* [Task to carry out]
Copy down the listing below exactly, please, including every line.

* [Source material]
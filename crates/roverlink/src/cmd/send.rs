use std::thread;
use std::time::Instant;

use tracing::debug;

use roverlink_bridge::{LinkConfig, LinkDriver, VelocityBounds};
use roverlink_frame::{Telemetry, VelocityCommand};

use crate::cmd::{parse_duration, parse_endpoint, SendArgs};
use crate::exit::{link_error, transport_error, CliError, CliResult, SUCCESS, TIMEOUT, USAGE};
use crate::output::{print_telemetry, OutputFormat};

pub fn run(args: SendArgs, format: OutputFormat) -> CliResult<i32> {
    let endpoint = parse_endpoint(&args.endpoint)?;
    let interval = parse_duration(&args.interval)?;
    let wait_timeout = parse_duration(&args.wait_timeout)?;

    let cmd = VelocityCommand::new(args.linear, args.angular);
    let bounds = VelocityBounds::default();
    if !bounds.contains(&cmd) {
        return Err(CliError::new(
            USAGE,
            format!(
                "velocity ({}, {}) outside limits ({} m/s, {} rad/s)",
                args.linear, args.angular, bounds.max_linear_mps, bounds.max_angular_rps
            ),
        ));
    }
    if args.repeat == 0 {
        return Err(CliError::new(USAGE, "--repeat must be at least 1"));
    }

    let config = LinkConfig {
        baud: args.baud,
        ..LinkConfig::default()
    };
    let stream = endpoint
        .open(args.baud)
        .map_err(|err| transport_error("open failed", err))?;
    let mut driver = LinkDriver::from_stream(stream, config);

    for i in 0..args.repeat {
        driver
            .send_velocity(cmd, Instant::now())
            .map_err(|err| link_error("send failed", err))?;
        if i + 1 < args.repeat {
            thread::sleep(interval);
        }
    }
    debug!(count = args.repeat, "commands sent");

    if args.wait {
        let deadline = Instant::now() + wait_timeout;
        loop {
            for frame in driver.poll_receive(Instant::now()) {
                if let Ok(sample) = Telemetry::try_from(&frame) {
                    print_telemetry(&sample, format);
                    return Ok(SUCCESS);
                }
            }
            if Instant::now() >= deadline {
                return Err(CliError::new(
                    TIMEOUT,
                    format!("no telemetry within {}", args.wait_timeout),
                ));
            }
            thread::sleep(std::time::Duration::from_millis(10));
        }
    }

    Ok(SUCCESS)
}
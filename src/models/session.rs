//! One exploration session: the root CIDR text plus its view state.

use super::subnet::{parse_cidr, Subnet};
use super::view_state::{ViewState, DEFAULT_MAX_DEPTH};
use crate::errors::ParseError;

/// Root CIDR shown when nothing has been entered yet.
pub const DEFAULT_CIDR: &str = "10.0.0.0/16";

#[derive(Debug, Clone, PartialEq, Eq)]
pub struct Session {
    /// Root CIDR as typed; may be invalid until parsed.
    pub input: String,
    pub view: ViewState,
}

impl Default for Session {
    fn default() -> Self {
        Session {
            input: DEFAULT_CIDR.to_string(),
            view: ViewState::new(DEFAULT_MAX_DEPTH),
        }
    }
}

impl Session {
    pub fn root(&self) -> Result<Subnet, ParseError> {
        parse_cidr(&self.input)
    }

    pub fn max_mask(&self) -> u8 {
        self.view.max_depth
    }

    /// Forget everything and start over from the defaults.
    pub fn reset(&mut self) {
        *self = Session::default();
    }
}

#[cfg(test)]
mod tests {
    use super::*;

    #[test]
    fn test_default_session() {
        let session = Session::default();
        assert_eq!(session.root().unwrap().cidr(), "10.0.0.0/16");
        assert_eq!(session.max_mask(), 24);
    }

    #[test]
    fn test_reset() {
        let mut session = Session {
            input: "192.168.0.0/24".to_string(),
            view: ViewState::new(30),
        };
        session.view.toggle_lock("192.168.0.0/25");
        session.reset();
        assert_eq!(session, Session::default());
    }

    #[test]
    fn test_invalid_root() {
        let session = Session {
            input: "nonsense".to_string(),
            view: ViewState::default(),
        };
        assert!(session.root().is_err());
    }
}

* [Exercise solution]
filename crates/roverlink/src/cmd/send.rs
use std::thread;
use std::time::Instant;

use tracing::debug;

use roverlink_bridge::{LinkConfig, LinkDriver, VelocityBounds};
use roverlink_frame::{Telemetry, VelocityCommand};

use crate::cmd::{parse_duration, parse_endpoint, SendArgs};
use crate::exit::{link_error, transport_error, CliError, CliResult, SUCCESS, TIMEOUT, USAGE};
use crate::output::{print_telemetry, OutputFormat};

pub fn run(args: SendArgs, format: OutputFormat) -> CliResult<i32> {
    let endpoint = parse_endpoint(&args.endpoint)?;
    let interval = parse_duration(&args.interval)?;
    let wait_timeout = parse_duration(&args.wait_timeout)?;

    let cmd = VelocityCommand::new(args.linear, args.angular);
    let bounds = VelocityBounds::default();
    if !bounds.contains(&cmd) {
        return Err(CliError::new(
            USAGE,
            format!(
                "velocity ({}, {}) outside limits ({} m/s, {} rad/s)",
                args.linear, args.angular, bounds.max_linear_mps, bounds.max_angular_rps
            ),
        ));
    }
    if args.repeat == 0 {
        return Err(CliError::new(USAGE, "--repeat must be at least 1"));
    }

    let config = LinkConfig {
        baud: args.baud,
        ..LinkConfig::default()
    };
    let stream = endpoint
        .open(args.baud)
        .map_err(|err| transport_error("open failed", err))?;
    let mut driver = LinkDriver::from_stream(stream, config);

    for i in 0..args.repeat {
        driver
            .send_velocity(cmd, Instant::now())
            .map_err(|err| link_error("send failed", err))?;
        if i + 1 < args.repeat {
            thread::sleep(interval);
        }
    }
    debug!(count = args.repeat, "commands sent");

    if args.wait {
        let deadline = Instant::now() + wait_timeout;
        loop {
            for frame in driver.poll_receive(Instant::now()) {
                if let Ok(sample) = Telemetry::try_from(&frame) {
                    print_telemetry(&sample, format);
                    return Ok(SUCCESS);
                }
            }
            if Instant::now() >= deadline {
                return Err(CliError::new(
                    TIMEOUT,
                    format!("no telemetry within {}", args.wait_timeout),
                ));
            }
            thread::sleep(std::time::Duration::from_millis(10));
        }
    }

    Ok(SUCCESS)
}
filename src/models/session.rs
//! One exploration session: the root CIDR text plus its view state.

use super::subnet::{parse_cidr, Subnet};
use super::view_state::{ViewState, DEFAULT_MAX_DEPTH};
use crate::errors::ParseError;

/// Root CIDR shown when nothing has been entered yet.
pub const DEFAULT_CIDR: &str = "10.0.0.0/16";

#[derive(Debug, Clone, PartialEq, Eq)]
pub struct Session {
    /// Root CIDR as typed; may be invalid until parsed.
    pub input: String,
    pub view: ViewState,
}

impl Default for Session {
    fn default() -> Self {
        Session {
            input: DEFAULT_CIDR.to_string(),
            view: ViewState::new(DEFAULT_MAX_DEPTH),
        }
    }
}

impl Session {
    pub fn root(&self) -> Result<Subnet, ParseError> {
        parse_cidr(&self.input)
    }

    pub fn max_mask(&self) -> u8 {
        self.view.max_depth
    }

    /// Forget everything and start over from the defaults.
    pub fn reset(&mut self) {
        *self = Session::default();
    }
}

#[cfg(test)]
mod tests {
    use super::*;

    #[test]
    fn test_default_session() {
        let session = Session::default();
        assert_eq!(session.root().unwrap().cidr(), "10.0.0.0/16");
        assert_eq!(session.max_mask(), 24);
    }

    #[test]
    fn test_reset() {
        let mut session = Session {
            input: "192.168.0.0/24".to_string(),
            view: ViewState::new(30),
        };
        session.view.toggle_lock("192.168.0.0/25");
        session.reset();
        assert_eq!(session, Session::default());
    }

    #[test]
    fn test_invalid_root() {
        let session = Session {
            input: "nonsense".to_string(),
            view: ViewState::default(),
        };
        assert!(session.root().is_err());
    }
}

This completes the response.